Ein Forschungsprojekt analysiert Freundschaftsvorschläge auf Online-Plattformen.

„Wem folgen?“, „Hier ein paar Gruppen, die dir gefallen könnten“ oder „Für dich vorgeschlagen“: Empfehlungen in Online-Netzwerken sollen Leute zusammenbringen und miteinander vernetzen. Erstellt werden sie von Algorithmen. Sie schlagen auf Basis von Postings, Vorlieben, Clickverhalten und Freunden den Nutzern neue Kontakte und Inhalte vor.

Das hat nicht nur positive Effekte. Häufig resultieren daraus Filterblasen und Echokammern. Auch die gesellschaftliche Polarisierung könnte durch die automatisierten Kontaktvorschläge verstärkt werden. Die Empfehlungen können auch dazu beitragen, dass Minderheiten auf den Plattformen an Sichtbarkeit verlieren.

Das Forschungsprojekt „Humanized Algorithms“ der Computerwissenschafterin Fariba Karimi vom Complexity Science Hub in Wien untersucht, wie durch solche Ranking- und Empfehlungsmechanismen Ungleichheiten auf Online-Plattformen zunehmen.

Homophilie, die Tendenz mit Leuten zu interagieren, die einem ähnlich sind, spielt dabei ebenso eine Rolle wie der Matthäus-Effekt.

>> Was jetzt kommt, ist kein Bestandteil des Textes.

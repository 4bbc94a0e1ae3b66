//! Recognized text normalization
//!
//! Three ordered passes: confusable glyph substitution, whole-string
//! shorthand expansion, then contextual corrections. The result is only
//! accepted when it lands in the valid token set.

use tracing::debug;

use crate::tables::{
    CHARACTER_CONFUSIONS, CONTEXTUAL_CORRECTIONS, FORBIDDEN_CHARACTERS, SHORTHAND_EXPANSIONS,
};
use crate::{RejectReason, SpeedLimit};

/// Normalize raw recognized text into a speed limit
pub fn normalize(raw: &str) -> Option<SpeedLimit> {
    check_forbidden(raw).ok()?;
    SpeedLimit::from_token(&correct(raw))
}

/// Gate a recognition candidate on confidence, then normalize it.
///
/// Same outcome as [`normalize`] for confident candidates, but keeps the
/// reason a reading was thrown away.
pub fn read(raw: &str, confidence: f32, threshold: f32) -> Result<SpeedLimit, RejectReason> {
    if confidence < threshold {
        return Err(RejectReason::LowConfidence {
            confidence,
            threshold,
        });
    }

    check_forbidden(raw)?;

    let corrected = correct(raw);
    match SpeedLimit::from_token(&corrected) {
        Some(limit) => Ok(limit),
        None => {
            debug!("Reading {:?} corrected to {:?}, not a speed limit", raw, corrected);
            Err(RejectReason::NotASpeedLimit(corrected))
        }
    }
}

/// Apply every correction pass without validating the result
pub fn correct(raw: &str) -> String {
    let mut text = raw.to_string();

    // One replacement pass per confusable glyph
    for (digit, confusions) in CHARACTER_CONFUSIONS {
        for confusion in *confusions {
            text = text.replace(confusion, digit);
        }
    }

    if let Some((_, expansion)) = SHORTHAND_EXPANSIONS
        .iter()
        .find(|(shorthand, _)| *shorthand == text)
    {
        text = expansion.to_string();
    }

    for correction in CONTEXTUAL_CORRECTIONS {
        text = correction(text);
    }

    text
}

fn check_forbidden(raw: &str) -> Result<(), RejectReason> {
    match raw.chars().find(|c| FORBIDDEN_CHARACTERS.contains(c)) {
        Some(c) => Err(RejectReason::ForbiddenCharacter(c)),
        None => Ok(()),
    }
}

#[cfg(test)]
mod tests {
    use super::*;
    use crate::tables::VALID_SPEED_LIMITS;
    use proptest::prelude::*;

    fn token(raw: &str) -> Option<&'static str> {
        normalize(raw).map(|limit| limit.as_str())
    }

    #[test]
    fn test_confusable_glyphs() {
        assert_eq!(token("6O"), Some("60"));
        assert_eq!(token("bo"), Some("60"));
        assert_eq!(token("SO"), Some("50"));
        assert_eq!(token("l2O"), Some("120"));
        assert_eq!(token("I()"), Some("10"));
        assert_eq!(token("zs"), Some("25"));
        assert_eq!(token("B("), Some("80"));
        assert_eq!(token("qU"), Some("90"));
        assert_eq!(token("$"), Some("5"));
    }

    #[test]
    fn test_shorthand_expansion() {
        assert_eq!(token("4"), Some("40"));
        assert_eq!(token("7"), Some("70"));
        assert_eq!(token("G"), Some("60"));
        assert_eq!(token("q"), Some("90"));
        // Only whole strings expand
        assert_eq!(token("44"), None);
        assert_eq!(token("3"), None);
    }

    #[test]
    fn test_double_zero_becomes_hundred() {
        assert_eq!(token("900"), Some("100"));
        assert_eq!(token("OO"), Some("100"));
        assert_eq!(token("1000"), Some("100"));
        assert_eq!(token("x00y"), Some("100"));
    }

    #[test]
    fn test_forbidden_characters() {
        assert_eq!(token("60 km/h"), None);
        assert_eq!(token("5,0"), None);
        assert_eq!(token("stop"), None);
        assert!(matches!(
            read("60m", 0.9, 0.6),
            Err(RejectReason::ForbiddenCharacter('m'))
        ));
    }

    #[test]
    fn test_confidence_gate() {
        assert!(matches!(
            read("60", 0.5, 0.6),
            Err(RejectReason::LowConfidence { .. })
        ));
        assert_eq!(read("60", 0.6, 0.6).map(|l| l.as_str()), Ok("60"));
    }

    #[test]
    fn test_rejects_values_outside_the_set() {
        assert_eq!(token("65"), None);
        assert_eq!(token("140"), None);
        assert_eq!(
            read("35", 0.9, 0.6),
            Err(RejectReason::NotASpeedLimit("35".to_string()))
        );
    }

    proptest! {
        #[test]
        fn prop_forbidden_character_always_rejects(
            prefix in "[0-9OoSl]{0,3}",
            forbidden in prop::sample::select(vec![',', 'm', 't']),
            suffix in "[0-9OoSl]{0,3}",
        ) {
            let raw = format!("{prefix}{forbidden}{suffix}");
            prop_assert_eq!(normalize(&raw), None);
        }

        #[test]
        fn prop_result_is_always_a_valid_token(raw in "\\PC{0,6}") {
            if let Some(limit) = normalize(&raw) {
                prop_assert!(VALID_SPEED_LIMITS.contains(&limit.as_str()));
            }
        }

        #[test]
        fn prop_valid_tokens_survive_glyph_swaps(
            index in 0usize..VALID_SPEED_LIMITS.len(),
            zero_glyph in prop::sample::select(vec!["0", "o", "O", "Q", "U", "c", "C"]),
        ) {
            let valid = VALID_SPEED_LIMITS[index];
            let raw = valid.replace('0', zero_glyph);
            prop_assert_eq!(normalize(&raw).map(|l| l.as_str()), Some(valid));
        }
    }
}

Der bewirkt, dass Menschen sich gerne mit jenen verbinden, die bereits gut vernetzt sind: „Wer hat, dem wird gegeben.“

Netzwerkstruktur

All das hat Auswirkungen auf die Struktur von Netzwerken. Und die bestimmt, wie die Mitglieder des Netzwerkes untereinander interagieren, wie sich Informationen verbreiten und welche Normen und Werte sich etablieren. Auch bei der Bildung und Entwicklung von Vorurteilen spielen diese dynamischen Prozesse in den Netzwerken eine Rolle. Mit dem Forschungsprojekt will das Team um Fariba Karimi, dem auch der Datenwissenschafter Markus Strohmaier und die Sozialwissenschafterin Julia Koltai angehören, aber nicht nur Mechanismen aufzeigen, wie solche Methoden des maschinellen Lernens zu Verzerrungen führen. Die Ergebnisse des Projekts sollen auch dabei helfen, negative Effekte abzumildern und zur Entwicklung besserer Personenempfehlungsalgorithmen beitragen, die Minderheiten gegenüber gerechter sind.